WORK TASK:
Reproduce the entries below exactly, but only from the line containing "elementwise tensor kernels" to the line containing "pub mod half2;", inclusive.

Data extracted from a collection
+++++
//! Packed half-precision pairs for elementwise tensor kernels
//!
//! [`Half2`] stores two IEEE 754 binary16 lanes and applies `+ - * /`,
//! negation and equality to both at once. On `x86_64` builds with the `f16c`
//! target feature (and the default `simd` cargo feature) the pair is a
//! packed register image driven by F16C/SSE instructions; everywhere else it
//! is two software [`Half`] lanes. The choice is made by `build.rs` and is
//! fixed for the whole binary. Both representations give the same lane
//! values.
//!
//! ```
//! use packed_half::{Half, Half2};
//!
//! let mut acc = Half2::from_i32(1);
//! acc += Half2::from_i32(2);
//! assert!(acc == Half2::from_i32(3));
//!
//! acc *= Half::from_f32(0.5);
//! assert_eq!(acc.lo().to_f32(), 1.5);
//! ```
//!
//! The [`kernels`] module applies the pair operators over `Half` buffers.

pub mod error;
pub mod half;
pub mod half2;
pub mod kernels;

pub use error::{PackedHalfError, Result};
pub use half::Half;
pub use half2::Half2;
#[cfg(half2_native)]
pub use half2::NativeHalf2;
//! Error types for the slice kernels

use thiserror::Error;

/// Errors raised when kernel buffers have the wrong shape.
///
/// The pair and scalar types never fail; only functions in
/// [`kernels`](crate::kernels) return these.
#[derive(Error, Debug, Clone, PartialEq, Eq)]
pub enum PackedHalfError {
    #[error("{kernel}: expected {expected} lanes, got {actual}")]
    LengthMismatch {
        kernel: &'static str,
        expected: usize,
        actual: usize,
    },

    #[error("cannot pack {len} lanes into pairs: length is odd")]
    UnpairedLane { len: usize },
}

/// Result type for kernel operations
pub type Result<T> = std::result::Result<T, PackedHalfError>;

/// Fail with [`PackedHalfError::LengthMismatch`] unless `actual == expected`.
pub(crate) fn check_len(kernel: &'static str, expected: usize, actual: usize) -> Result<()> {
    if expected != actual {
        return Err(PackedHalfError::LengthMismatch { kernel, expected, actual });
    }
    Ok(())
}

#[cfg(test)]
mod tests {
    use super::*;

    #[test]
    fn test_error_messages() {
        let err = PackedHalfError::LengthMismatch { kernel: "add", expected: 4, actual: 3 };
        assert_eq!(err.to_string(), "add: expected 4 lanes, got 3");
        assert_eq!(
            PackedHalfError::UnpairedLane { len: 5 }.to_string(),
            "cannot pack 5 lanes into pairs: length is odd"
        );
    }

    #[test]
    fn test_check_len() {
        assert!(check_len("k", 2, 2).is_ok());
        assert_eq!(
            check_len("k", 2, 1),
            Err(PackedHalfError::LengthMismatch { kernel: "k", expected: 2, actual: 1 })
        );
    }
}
+++++
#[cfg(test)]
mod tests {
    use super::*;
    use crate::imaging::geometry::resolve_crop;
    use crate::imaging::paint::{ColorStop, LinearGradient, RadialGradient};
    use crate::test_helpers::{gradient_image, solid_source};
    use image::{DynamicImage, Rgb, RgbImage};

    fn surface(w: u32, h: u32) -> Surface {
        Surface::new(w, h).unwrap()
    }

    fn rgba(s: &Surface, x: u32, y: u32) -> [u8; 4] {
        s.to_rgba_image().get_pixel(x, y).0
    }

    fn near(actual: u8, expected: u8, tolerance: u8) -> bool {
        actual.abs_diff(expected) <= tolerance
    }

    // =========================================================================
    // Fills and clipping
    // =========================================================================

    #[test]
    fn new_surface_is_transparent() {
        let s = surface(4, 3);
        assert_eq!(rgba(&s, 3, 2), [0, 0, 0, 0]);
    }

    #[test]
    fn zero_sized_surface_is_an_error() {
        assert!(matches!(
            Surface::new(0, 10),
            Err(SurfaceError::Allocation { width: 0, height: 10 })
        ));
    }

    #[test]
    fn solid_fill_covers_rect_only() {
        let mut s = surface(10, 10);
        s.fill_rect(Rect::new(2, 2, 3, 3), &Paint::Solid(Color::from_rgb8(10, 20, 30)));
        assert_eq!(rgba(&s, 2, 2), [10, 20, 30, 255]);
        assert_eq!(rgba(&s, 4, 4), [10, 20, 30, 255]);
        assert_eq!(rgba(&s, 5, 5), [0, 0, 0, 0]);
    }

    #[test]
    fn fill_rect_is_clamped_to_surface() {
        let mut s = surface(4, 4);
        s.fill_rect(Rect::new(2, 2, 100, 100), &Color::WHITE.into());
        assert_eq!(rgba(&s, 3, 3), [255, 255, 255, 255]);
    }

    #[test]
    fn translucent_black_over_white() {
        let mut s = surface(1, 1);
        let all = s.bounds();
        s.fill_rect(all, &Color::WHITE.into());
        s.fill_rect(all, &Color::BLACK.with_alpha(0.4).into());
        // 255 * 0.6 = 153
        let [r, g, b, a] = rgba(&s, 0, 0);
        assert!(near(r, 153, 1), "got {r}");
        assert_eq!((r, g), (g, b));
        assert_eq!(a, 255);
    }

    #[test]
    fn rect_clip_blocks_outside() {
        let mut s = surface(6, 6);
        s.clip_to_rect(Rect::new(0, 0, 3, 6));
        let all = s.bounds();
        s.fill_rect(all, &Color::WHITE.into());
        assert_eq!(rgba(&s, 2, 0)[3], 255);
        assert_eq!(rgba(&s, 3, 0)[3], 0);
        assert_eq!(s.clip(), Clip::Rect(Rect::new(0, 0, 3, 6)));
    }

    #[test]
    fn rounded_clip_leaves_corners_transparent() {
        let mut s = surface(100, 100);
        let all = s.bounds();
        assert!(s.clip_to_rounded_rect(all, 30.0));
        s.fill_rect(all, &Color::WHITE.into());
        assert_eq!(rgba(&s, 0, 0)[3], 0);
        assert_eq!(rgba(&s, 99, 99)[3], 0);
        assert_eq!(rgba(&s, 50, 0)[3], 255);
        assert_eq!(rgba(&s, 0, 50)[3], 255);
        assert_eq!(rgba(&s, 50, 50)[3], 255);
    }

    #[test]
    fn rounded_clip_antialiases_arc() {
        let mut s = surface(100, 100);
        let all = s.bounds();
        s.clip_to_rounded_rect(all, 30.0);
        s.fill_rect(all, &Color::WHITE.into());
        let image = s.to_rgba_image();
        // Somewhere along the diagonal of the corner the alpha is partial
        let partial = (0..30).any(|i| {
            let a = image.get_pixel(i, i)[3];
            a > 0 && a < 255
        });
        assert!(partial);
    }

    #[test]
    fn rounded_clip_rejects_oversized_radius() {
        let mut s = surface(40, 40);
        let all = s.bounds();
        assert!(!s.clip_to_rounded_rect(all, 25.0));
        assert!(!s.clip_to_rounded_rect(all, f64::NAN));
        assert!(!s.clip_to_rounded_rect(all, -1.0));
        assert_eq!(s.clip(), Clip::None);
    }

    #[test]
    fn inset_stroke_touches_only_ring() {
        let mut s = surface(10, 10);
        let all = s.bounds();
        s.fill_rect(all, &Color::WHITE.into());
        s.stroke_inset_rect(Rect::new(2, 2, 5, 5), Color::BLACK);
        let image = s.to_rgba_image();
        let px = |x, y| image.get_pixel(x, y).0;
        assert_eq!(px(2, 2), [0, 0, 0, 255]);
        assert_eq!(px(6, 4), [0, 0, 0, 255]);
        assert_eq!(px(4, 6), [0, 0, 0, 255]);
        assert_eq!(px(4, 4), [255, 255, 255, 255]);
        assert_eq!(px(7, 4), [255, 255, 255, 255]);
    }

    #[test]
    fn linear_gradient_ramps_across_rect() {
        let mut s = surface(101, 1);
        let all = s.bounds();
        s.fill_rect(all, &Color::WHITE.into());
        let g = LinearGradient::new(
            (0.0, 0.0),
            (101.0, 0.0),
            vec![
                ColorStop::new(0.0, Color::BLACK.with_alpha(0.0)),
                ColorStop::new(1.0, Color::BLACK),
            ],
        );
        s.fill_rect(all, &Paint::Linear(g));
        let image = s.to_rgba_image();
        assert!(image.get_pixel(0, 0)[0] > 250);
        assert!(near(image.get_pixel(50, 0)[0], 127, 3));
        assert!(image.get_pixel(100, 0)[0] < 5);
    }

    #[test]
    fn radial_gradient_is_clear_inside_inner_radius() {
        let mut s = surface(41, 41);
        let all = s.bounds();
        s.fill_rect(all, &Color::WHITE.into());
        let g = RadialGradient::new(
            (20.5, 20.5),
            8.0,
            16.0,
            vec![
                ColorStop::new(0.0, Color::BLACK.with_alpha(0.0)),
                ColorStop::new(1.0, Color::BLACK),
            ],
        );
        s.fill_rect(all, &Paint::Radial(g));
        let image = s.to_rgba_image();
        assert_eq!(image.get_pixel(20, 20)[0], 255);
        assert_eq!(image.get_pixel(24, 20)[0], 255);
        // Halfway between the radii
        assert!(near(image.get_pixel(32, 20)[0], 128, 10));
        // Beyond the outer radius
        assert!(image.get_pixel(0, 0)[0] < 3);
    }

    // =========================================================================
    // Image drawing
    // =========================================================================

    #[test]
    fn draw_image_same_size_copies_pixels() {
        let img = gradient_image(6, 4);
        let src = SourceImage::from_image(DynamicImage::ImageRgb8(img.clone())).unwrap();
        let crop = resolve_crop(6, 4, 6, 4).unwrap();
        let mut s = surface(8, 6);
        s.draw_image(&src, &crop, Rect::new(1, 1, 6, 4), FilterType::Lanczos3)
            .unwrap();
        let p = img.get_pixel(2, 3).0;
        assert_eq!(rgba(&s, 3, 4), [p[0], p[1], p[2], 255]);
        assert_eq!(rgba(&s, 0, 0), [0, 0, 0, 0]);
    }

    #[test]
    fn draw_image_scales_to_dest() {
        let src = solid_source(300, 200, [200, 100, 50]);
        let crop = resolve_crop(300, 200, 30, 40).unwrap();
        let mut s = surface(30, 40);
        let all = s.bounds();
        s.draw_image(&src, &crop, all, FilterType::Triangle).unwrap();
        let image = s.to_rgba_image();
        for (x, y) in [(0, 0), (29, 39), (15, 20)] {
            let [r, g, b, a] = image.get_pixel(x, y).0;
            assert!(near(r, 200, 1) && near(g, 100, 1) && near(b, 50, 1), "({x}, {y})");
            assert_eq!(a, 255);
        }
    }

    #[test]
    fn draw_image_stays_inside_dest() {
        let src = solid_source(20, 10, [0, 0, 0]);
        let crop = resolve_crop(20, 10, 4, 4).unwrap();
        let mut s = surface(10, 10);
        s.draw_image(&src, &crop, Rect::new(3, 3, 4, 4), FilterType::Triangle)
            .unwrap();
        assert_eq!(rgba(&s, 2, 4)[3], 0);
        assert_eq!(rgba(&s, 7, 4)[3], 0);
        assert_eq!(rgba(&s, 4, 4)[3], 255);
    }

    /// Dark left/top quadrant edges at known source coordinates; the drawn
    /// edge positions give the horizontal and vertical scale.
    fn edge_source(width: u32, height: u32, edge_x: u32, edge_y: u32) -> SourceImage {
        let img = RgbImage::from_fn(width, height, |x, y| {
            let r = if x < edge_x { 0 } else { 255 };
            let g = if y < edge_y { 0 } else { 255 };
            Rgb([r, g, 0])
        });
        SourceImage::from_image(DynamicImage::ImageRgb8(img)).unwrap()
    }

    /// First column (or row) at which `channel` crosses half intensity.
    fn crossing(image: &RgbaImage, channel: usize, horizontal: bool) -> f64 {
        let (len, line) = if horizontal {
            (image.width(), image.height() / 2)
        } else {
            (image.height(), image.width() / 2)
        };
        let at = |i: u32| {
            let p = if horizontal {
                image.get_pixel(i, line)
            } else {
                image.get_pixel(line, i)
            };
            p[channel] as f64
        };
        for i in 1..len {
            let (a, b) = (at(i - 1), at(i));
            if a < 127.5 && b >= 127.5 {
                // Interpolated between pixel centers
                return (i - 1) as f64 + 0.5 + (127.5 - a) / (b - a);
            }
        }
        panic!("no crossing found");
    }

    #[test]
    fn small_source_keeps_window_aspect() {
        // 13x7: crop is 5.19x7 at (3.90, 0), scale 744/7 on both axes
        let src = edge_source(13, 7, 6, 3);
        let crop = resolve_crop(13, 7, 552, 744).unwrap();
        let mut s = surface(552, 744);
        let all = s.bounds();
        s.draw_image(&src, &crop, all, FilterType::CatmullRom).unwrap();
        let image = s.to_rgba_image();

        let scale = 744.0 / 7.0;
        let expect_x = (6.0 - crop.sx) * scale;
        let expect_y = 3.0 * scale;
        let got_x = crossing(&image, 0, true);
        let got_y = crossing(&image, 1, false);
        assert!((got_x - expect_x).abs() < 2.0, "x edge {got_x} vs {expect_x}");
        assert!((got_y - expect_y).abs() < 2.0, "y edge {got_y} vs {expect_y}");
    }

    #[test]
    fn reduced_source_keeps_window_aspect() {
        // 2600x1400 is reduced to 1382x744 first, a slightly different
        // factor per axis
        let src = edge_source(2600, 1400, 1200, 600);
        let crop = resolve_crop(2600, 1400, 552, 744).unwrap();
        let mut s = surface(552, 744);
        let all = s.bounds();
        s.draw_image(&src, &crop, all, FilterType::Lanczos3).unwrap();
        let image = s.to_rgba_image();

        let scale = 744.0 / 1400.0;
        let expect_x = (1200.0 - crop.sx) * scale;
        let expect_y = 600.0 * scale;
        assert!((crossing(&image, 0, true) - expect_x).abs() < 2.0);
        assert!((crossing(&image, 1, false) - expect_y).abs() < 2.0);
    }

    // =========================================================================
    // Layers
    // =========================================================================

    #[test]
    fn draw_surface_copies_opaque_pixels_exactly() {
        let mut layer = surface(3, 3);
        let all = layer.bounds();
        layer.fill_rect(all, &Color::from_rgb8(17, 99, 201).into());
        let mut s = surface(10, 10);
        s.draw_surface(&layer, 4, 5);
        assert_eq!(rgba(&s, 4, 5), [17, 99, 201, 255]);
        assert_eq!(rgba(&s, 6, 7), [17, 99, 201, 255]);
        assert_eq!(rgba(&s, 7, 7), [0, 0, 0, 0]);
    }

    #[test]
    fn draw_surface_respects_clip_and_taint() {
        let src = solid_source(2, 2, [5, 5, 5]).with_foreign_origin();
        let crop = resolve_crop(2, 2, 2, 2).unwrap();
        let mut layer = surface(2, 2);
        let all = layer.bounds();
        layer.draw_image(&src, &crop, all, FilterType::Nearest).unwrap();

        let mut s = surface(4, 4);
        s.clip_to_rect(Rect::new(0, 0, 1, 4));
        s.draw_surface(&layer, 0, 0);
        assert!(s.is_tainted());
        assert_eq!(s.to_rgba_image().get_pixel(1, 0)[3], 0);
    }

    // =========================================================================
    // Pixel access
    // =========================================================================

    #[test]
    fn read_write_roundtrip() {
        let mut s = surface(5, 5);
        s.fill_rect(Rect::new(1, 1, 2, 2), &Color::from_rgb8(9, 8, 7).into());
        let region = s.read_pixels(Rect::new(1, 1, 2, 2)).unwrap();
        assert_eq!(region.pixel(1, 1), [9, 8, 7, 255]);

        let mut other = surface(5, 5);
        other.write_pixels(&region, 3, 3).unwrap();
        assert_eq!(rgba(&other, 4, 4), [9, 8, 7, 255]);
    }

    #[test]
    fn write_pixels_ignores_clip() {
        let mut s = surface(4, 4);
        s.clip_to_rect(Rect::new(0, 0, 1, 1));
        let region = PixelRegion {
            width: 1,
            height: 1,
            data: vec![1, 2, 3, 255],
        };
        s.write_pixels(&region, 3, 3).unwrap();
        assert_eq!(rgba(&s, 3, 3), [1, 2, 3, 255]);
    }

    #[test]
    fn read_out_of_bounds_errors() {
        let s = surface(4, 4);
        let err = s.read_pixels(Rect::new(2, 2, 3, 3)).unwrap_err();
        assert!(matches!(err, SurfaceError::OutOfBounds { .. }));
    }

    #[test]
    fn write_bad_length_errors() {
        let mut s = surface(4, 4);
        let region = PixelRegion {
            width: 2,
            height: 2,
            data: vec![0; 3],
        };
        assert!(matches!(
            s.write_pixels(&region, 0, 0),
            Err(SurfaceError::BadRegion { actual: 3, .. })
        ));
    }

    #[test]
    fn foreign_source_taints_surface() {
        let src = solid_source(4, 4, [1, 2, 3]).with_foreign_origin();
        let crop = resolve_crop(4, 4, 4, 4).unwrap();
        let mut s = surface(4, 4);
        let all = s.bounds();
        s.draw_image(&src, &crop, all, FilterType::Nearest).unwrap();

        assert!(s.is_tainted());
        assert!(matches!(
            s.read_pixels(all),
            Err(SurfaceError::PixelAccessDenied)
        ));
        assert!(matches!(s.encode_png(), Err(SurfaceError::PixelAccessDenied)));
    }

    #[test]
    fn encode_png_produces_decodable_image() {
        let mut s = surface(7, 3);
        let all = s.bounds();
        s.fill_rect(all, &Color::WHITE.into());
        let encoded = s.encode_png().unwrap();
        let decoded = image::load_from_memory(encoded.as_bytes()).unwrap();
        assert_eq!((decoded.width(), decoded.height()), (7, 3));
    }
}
+++++
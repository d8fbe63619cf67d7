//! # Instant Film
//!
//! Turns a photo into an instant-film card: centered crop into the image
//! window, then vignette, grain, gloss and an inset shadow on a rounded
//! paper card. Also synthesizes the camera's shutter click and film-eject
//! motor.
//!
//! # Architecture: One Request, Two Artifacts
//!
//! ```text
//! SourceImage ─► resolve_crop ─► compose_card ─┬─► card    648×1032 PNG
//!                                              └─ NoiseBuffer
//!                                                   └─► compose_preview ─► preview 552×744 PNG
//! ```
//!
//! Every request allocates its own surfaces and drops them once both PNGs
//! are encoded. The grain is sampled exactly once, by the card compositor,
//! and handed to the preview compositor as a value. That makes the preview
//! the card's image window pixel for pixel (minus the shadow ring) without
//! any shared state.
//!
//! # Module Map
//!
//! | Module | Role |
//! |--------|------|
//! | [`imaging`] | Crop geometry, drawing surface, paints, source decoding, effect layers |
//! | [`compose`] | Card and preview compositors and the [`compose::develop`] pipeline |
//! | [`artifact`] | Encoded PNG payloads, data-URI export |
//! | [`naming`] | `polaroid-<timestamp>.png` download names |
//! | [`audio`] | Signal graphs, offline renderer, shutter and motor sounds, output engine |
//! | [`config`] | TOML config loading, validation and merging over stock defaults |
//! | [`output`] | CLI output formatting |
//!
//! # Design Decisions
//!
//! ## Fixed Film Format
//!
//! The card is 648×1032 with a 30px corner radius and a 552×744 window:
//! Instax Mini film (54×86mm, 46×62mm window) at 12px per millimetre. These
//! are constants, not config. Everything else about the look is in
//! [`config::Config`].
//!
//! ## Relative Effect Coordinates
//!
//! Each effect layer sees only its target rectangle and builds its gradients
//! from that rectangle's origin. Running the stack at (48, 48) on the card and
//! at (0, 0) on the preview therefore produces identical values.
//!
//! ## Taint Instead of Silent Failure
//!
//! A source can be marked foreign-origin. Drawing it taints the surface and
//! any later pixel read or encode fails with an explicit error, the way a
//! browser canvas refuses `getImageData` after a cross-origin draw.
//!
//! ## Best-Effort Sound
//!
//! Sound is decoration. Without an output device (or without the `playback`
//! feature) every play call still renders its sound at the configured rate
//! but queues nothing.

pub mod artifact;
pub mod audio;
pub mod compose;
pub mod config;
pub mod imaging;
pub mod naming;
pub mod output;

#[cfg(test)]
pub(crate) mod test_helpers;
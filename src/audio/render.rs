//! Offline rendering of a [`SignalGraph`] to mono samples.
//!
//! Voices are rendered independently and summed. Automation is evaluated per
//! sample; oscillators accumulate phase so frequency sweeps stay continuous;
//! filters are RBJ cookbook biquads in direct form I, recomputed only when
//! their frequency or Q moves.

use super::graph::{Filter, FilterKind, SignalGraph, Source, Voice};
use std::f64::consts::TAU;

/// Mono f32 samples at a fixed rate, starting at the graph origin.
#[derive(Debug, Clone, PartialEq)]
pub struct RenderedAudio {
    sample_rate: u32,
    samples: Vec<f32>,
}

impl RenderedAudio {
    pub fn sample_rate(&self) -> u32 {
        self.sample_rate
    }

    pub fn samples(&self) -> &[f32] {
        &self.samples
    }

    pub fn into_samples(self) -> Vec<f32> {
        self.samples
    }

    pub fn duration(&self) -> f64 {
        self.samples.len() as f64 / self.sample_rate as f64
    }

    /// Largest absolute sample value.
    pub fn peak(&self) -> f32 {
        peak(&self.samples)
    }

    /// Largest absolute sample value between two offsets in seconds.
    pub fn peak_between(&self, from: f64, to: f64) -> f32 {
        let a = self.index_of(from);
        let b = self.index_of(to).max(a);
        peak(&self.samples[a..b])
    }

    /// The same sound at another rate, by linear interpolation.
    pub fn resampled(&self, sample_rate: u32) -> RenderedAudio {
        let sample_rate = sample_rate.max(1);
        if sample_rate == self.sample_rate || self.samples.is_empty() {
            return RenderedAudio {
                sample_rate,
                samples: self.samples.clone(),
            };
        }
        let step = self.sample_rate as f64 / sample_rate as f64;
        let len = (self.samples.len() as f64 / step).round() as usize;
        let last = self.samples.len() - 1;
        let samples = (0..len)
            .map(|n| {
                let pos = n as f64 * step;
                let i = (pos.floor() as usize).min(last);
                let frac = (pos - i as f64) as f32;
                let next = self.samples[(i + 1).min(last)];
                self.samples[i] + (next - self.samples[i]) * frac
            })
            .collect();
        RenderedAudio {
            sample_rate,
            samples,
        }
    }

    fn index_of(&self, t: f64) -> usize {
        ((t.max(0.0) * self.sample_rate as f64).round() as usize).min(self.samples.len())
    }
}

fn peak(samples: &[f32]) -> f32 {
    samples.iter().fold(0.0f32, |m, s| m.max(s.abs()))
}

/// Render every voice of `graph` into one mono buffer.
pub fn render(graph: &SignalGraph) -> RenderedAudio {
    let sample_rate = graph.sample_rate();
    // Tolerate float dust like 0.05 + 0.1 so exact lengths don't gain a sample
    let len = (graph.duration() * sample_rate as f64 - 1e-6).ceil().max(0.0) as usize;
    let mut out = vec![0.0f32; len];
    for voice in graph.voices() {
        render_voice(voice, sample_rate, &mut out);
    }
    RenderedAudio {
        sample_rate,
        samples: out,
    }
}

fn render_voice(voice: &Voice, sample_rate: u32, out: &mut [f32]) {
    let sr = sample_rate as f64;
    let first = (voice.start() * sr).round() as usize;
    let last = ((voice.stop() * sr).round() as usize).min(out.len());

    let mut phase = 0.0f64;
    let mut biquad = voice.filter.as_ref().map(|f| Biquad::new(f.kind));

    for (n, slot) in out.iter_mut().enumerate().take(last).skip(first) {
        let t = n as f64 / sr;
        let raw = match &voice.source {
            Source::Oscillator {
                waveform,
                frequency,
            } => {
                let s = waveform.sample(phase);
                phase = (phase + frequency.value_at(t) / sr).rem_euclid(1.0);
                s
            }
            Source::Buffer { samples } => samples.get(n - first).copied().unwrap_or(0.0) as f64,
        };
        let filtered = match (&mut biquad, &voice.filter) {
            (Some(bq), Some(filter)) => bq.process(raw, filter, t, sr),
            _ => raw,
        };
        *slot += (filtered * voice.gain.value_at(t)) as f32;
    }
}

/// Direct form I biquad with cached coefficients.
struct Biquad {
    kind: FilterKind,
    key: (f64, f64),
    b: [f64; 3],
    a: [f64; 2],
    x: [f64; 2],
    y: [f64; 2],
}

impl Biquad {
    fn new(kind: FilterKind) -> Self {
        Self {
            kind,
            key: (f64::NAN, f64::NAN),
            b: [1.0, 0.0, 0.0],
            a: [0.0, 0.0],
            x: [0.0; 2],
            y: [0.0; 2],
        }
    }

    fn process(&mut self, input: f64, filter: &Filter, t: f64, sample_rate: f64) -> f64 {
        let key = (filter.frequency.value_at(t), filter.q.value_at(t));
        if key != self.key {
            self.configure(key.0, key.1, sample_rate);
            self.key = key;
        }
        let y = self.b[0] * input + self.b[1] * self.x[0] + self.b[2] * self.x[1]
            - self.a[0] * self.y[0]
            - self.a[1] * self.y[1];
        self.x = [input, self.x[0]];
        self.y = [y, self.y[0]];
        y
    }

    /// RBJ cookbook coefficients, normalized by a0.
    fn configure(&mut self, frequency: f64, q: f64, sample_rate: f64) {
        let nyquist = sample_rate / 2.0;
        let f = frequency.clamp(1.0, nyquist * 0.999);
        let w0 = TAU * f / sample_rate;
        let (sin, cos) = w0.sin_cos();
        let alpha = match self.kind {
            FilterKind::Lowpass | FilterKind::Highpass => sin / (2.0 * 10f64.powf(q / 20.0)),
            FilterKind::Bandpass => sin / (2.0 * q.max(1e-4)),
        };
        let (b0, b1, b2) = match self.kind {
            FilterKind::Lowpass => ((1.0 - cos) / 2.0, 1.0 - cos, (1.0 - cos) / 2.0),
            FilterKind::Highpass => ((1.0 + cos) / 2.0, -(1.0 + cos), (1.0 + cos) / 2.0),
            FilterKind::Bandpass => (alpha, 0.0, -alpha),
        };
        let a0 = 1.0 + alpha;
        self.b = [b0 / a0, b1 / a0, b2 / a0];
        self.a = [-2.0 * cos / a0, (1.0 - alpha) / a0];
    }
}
+++++
RESPONSE AREA:
//! Packed half-precision pairs for elementwise tensor kernels
//!
//! [`Half2`] stores two IEEE 754 binary16 lanes and applies `+ - * /`,
//! negation and equality to both at once. On `x86_64` builds with the `f16c`
//! target feature (and the default `simd` cargo feature) the pair is a
//! packed register image driven by F16C/SSE instructions; everywhere else it
//! is two software [`Half`] lanes. The choice is made by `build.rs` and is
//! fixed for the whole binary. Both representations give the same lane
//! values.
//!
//! ```
//! use packed_half::{Half, Half2};
//!
//! let mut acc = Half2::from_i32(1);
//! acc += Half2::from_i32(2);
//! assert!(acc == Half2::from_i32(3));
//!
//! acc *= Half::from_f32(0.5);
//! assert_eq!(acc.lo().to_f32(), 1.5);
//! ```
//!
//! The [`kernels`] module applies the pair operators over `Half` buffers.

pub mod error;
pub mod half;
pub mod half2;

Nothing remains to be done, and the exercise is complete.